# [PROBLEM TO SOLVE]
Copy out every line from the records that includes "plain".
-- SUPPLIED RECORDS follows --
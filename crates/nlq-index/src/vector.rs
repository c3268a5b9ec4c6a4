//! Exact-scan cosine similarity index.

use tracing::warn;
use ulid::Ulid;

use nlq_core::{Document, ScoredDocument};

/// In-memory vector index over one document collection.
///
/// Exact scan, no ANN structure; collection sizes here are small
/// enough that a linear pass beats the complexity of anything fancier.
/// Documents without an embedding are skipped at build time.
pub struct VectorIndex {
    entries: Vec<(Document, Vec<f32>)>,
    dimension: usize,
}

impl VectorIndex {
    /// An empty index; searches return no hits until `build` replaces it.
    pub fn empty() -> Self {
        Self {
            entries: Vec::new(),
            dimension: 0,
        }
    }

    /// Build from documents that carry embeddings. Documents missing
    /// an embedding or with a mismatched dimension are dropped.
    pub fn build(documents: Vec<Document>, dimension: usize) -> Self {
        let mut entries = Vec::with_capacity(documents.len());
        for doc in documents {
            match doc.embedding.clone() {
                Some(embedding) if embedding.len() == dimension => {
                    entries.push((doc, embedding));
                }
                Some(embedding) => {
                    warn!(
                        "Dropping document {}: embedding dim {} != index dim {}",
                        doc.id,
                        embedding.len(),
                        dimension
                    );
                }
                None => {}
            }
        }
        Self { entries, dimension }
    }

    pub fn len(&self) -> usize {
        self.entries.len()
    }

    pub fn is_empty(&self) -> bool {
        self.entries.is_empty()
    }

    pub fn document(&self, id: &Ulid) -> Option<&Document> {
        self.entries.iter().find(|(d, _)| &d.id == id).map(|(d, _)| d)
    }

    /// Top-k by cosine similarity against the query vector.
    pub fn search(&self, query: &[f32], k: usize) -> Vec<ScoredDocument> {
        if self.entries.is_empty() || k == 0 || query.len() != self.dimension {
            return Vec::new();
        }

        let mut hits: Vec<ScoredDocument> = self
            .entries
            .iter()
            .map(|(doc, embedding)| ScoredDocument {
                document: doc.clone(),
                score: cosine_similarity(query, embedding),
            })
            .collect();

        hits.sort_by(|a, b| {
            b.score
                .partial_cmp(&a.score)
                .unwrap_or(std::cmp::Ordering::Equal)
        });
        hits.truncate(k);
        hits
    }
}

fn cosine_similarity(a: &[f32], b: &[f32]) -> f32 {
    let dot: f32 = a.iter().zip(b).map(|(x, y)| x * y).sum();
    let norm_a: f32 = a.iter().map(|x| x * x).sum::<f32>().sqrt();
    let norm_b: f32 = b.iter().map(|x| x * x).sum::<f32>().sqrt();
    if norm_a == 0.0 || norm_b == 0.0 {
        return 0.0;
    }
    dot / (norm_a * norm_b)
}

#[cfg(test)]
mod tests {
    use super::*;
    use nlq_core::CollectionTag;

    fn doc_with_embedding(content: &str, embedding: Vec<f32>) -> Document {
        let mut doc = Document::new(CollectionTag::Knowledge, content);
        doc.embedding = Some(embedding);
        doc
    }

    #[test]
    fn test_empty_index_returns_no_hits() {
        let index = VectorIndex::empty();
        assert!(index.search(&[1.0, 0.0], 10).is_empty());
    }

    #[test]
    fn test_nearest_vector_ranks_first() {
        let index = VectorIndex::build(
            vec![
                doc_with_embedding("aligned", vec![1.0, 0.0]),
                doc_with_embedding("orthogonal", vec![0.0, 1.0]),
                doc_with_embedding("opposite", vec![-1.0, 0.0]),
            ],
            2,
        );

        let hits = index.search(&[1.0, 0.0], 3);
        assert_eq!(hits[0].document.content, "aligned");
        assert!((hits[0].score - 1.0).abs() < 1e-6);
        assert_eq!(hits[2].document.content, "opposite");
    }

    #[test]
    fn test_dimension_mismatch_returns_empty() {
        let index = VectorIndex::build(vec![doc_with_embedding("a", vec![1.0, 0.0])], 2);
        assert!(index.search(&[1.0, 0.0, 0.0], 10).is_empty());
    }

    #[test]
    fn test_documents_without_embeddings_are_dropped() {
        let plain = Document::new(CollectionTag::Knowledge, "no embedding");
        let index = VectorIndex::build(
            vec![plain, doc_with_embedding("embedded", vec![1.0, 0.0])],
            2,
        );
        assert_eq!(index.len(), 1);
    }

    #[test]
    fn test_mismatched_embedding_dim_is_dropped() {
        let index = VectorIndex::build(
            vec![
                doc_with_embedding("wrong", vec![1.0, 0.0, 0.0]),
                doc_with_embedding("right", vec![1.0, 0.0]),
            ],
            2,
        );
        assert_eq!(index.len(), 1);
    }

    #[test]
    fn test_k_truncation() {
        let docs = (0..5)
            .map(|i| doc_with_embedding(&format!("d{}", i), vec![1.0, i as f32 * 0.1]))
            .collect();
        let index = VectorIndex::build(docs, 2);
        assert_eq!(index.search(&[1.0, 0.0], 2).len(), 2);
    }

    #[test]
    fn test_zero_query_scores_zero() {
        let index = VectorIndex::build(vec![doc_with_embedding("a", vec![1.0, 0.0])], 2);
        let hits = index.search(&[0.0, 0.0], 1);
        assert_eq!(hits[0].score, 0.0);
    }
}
-- SUPPLIED RECORDS concluded --
# [RESPONSE TO THIS EXERCISE]
        let plain = Document::new(CollectionTag::Knowledge, "no embedding");
            vec![plain, doc_with_embedding("embedded", vec![1.0, 0.0])],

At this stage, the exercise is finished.